遮熱塗料には、実際にどの程度の効果があるのでしょうか。
戸建て住宅を想定したBOXを活用したり、実際の倉庫に塗装するなど実証してみました。

1.戸建て住宅を想定したBOX内の温度差比較

室内温度を3℃ダウン

実際の戸建住宅に近い屋根裏構造を想定したプレハブBOXを作製し、遮熱塗装と一般塗装による室内温度の比較を行いました。測定の結果、屋根表面で最大約12℃、屋根裏表面で最大約8℃、小屋裏空間で約6℃、室内空間で約3℃の温度差が確認されました。
室内温度を2℃下げれば10%の電気代を節約できると言われていますので、15%の節電効果が期待されます。
※建物の構造、開口部の面積、断熱材の種類等により異なります。

2.危険物倉庫の内部温度差比較

倉庫内部において平均4.6℃の温度低減効果を確認

クールタイトを施工した場合と一般屋根用塗料を施工した場合を比較すると、平均4.6℃の温度低減効果が確認されました。折板屋根は、戸建て住宅と異なり、屋根裏空間や断熱代を用いた断熱層がないため、太陽熱の影響を直接、受けることになります。そのため、遮熱塗料の効果は、戸建てより大きな値を示します。

試験方法

折板屋根の半面を「クールタイト/グレー色」、さらに半面を同系色の一般塗料で塗装し、塗装後の屋根表面および倉庫内部(中央位置)の温度変化を測定。また日中の温度分布状況をサーモグラフィーで撮影。
測定場所:埼玉、時期:8月

試験結果

クールタイトを施工した場合と一般塗料を施工した場合を比較すると、屋根表面温度で平均11.6℃温度、倉庫内部においても平均4.6℃の温度低減効果が確認されました。

  表面温度 倉庫内部
測定機設置状況 一般塗料 クールタイト 一般塗料 クールタイト
データ 平均値
(6時間)
62.5℃ 50.9℃ 39.6℃ 35.0℃
平均温度差 11.6℃ 4.6℃

サーモグラフィーによる屋根表面温度分布(熱画像)

3.工場の屋根を想定した省エネシミュレーション例

5000uで年間約60万円の冷房費の削減につながる

危険物倉庫の実験例をを参考に5000uの工場の屋根を想定したシミュレーション(色目:グレー)を行いました。

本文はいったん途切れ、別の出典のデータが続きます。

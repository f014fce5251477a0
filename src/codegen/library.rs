//! Declares the runtime library's `extern "C"` prototypes and emits the
//! `ascii` compatibility thunk.
//!
//! These names are also seeded into the symbol table before the outermost
//! function is checked, so calls to them resolve during semantic analysis;
//! here the equivalent job is declaring the LLVM functions those calls
//! ultimately resolve to.

use inkwell::module::Linkage;
use inkwell::AddressSpace;

use super::CodegenContext;

/// Names that skip the `user_` prefix and argument-threading rewrite
/// codegen applies to every user-defined function.
pub const LIBRARY_NAMES: &[&str] = &[
    "writeInteger",
    "writeChar",
    "writeString",
    "readInteger",
    "readChar",
    "readString",
    "ord",
    "chr",
    "strlen",
    "strcmp",
    "strcpy",
    "strcat",
    "ascii",
];

pub fn is_library_function(name: &str) -> bool {
    LIBRARY_NAMES.contains(&name)
}

pub fn declare_library<'ctx>(ctx: &CodegenContext<'ctx>) {
    let i32t = ctx.context.i32_type();
    let i8t = ctx.context.i8_type();
    let voidt = ctx.context.void_type();
    let ptr = ctx.context.ptr_type(AddressSpace::default());

    macro_rules! extern_fn {
        ($name:expr, $ret:expr, [$($arg:expr),*]) => {{
            let fn_type = $ret.fn_type(&[$($arg.into()),*], false);
            ctx.module.add_function($name, fn_type, Some(Linkage::External));
        }};
    }

    extern_fn!("writeInteger", voidt, [i32t]);
    extern_fn!("writeChar", voidt, [i8t]);
    extern_fn!("writeString", voidt, [ptr]);
    extern_fn!("readInteger", i32t, []);
    extern_fn!("readChar", i8t, []);
    extern_fn!("readString", voidt, [i32t, ptr]);
    extern_fn!("ord", i32t, [i8t]);
    extern_fn!("chr", i8t, [i32t]);
    extern_fn!("strlen", i32t, [ptr]);
    extern_fn!("strcmp", i32t, [ptr, ptr]);
    extern_fn!("strcpy", voidt, [ptr, ptr]);
    extern_fn!("strcat", voidt, [ptr, ptr]);

    // `ascii` is canonicalized to `ord`: emit it as a thunk rather than a
    // second extern symbol so both names are always available to call
    // sites regardless of which the runtime library itself actually
    // exports.
    let ord = ctx.module.get_function("ord").expect("ord just declared");
    let ascii_type = i32t.fn_type(&[i8t.into()], false);
    let ascii = ctx.module.add_function("ascii", ascii_type, None);
    let entry = ctx.context.append_basic_block(ascii, "entry");
    ctx.builder.position_at_end(entry);
    let arg = ascii.get_nth_param(0).expect("ascii has one parameter");
    let result = ctx
        .builder
        .build_call(ord, &[arg.into()], "ascii_call")
        .expect("build ascii->ord call");
    let result_value = result
        .try_as_basic_value()
        .left()
        .expect("ord returns a value");
    ctx.builder
        .build_return(Some(&result_value))
        .expect("build ascii return");
}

この場合、冷房費削減効果は以下のようになります。

<条件>
●屋根材はカラー鋼板t0.8mm、裏貼り断熱材t4mmのシングル折板としています。
●冷房費は夏季4ヶ月間(6−9月)において室内設定温度28℃の冷房運転を行った
 場合に消費する冷房負荷量をもとに計算しております。
●電力費は1kWhあたり13.59円で算出しております。
●本シミュレーションはモデル計算であり、数値を保証するものではありません。
 気象条件や建物の使用環境、換気等の条件により変化します。
●開口部、換気、機械等の内部発熱は考慮しておりません。
●CO2削減量はCO2排出係数 0.555kg-CO2/kWhで計算しております。
●原油換算量は一般電気事業者昼間の熱効率9,970kJ/kWhから算出しております。

4.工場の金属屋根表面の温度比較

屋根表面において、改修前後で平均12.1℃の温度差を確認

測定場所:兵庫県
時期:8月
未改修ヤードと改修ヤード(クールタイト塗装面)の日中の金属屋根表面の温度変化を測定。結果、12:00〜14:00までの平均温度差として12.1℃の温度低減効果が確認されています。